Supplied material
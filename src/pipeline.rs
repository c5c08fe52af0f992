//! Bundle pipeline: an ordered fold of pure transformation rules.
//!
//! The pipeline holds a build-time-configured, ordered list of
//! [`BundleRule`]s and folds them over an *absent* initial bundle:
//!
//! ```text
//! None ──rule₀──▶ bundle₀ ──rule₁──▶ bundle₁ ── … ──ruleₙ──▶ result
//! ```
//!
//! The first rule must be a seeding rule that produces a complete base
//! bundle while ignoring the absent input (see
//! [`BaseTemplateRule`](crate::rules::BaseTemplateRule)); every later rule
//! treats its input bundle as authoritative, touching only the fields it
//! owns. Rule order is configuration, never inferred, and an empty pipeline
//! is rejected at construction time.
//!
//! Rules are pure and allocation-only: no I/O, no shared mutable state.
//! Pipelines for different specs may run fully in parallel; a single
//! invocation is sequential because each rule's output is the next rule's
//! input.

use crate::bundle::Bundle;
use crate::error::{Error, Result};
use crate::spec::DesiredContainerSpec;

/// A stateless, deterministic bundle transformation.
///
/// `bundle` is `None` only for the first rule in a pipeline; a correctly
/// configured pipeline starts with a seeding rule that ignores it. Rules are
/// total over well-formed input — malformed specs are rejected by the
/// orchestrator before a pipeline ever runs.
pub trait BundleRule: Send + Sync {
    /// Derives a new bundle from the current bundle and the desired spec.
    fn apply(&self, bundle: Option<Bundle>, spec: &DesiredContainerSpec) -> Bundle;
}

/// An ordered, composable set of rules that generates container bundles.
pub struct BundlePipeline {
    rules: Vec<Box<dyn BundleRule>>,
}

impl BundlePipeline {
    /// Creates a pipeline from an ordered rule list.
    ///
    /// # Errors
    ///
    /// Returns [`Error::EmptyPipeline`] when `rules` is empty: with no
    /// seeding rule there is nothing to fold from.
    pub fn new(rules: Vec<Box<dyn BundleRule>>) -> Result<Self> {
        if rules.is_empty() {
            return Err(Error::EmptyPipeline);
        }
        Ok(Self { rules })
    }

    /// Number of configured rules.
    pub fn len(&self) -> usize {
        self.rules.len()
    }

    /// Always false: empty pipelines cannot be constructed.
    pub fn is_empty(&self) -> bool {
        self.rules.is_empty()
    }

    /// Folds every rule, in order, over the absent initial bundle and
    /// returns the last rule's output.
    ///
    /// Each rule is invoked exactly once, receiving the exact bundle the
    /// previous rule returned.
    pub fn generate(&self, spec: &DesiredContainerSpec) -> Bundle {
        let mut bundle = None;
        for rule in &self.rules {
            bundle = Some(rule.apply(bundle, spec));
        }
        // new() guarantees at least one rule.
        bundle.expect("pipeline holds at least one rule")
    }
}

...

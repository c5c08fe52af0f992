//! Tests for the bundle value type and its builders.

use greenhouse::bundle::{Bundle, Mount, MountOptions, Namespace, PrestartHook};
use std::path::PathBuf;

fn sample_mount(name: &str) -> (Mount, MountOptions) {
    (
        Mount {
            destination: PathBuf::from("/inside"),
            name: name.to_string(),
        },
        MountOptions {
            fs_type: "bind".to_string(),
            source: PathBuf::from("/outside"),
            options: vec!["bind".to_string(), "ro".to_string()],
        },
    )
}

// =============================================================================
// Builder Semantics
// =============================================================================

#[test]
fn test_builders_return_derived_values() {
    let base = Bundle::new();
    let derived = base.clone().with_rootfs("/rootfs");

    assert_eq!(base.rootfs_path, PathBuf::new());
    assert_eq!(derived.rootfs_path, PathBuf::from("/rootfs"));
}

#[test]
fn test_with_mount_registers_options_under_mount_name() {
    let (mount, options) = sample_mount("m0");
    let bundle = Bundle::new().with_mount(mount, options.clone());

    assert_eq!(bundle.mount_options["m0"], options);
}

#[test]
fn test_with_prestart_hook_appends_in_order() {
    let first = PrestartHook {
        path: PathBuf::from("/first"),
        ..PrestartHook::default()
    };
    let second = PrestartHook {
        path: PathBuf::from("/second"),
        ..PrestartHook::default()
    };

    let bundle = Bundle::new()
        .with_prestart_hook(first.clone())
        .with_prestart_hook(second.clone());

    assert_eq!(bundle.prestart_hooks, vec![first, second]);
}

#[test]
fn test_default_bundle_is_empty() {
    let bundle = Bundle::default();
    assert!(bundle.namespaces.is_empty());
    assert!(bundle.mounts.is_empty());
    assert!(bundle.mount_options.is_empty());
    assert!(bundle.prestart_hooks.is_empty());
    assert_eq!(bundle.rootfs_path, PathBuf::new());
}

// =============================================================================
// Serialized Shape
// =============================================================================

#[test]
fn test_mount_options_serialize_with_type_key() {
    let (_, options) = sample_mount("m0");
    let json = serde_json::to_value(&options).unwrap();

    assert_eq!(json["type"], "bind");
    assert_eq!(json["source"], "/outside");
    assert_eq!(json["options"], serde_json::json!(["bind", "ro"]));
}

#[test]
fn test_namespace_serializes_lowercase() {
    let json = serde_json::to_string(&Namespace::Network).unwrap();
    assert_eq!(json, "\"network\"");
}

---

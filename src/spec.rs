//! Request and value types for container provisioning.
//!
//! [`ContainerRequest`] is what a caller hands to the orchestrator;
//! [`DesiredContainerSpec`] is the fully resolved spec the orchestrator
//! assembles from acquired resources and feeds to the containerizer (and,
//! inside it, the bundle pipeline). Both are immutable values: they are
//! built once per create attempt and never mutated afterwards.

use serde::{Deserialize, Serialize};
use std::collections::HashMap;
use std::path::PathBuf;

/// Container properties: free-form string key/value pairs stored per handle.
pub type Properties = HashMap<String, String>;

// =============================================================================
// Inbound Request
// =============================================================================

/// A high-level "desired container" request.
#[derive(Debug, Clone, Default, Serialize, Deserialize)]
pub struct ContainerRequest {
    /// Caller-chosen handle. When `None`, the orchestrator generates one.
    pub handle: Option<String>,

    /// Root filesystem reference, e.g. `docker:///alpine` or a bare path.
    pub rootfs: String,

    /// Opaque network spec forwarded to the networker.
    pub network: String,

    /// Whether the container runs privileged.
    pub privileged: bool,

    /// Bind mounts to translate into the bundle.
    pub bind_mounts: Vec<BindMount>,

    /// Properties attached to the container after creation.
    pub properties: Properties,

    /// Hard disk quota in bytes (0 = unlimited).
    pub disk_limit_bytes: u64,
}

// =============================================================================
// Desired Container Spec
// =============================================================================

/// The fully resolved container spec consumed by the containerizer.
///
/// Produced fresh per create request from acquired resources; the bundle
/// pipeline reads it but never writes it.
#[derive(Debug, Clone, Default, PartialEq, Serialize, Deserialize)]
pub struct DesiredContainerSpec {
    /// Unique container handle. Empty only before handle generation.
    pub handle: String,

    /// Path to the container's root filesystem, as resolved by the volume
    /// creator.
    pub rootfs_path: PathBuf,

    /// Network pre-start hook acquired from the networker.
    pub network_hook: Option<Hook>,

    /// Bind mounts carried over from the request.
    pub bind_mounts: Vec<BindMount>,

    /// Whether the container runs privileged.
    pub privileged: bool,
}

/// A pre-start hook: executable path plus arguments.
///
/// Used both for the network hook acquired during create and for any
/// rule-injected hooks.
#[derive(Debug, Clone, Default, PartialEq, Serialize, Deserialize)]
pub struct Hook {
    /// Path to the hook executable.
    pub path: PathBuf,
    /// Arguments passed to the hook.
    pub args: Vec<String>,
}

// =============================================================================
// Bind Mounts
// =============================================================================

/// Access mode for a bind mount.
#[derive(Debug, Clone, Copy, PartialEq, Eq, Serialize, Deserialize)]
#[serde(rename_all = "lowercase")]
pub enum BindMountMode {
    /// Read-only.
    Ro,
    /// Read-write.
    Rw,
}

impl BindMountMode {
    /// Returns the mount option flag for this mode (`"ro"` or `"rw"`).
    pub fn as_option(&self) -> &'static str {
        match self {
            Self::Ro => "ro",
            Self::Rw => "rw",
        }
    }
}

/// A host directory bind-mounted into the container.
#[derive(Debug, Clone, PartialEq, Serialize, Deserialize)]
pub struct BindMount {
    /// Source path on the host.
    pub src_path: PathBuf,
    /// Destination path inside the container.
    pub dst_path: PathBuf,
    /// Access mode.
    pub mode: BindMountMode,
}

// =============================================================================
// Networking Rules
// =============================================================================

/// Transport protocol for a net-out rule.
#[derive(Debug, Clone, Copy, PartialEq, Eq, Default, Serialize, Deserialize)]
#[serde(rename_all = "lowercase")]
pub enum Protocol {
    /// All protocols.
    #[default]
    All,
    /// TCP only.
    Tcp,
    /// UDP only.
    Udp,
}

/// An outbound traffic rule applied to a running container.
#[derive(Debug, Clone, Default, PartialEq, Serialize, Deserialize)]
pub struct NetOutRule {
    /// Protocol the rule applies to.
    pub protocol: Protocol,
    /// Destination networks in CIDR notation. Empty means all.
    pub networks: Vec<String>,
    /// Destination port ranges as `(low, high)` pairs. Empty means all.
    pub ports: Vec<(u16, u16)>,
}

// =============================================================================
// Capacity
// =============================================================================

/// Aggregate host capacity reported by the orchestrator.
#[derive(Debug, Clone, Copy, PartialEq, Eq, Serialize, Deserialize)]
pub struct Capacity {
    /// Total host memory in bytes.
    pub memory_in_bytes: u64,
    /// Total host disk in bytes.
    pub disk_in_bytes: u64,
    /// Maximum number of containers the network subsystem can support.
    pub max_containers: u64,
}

What to produce
Show every line above in which the word "means" appears.

Solution to this task
    /// Destination networks in CIDR notation. Empty means all.
    /// Destination port ranges as `(low, high)` pairs. Empty means all.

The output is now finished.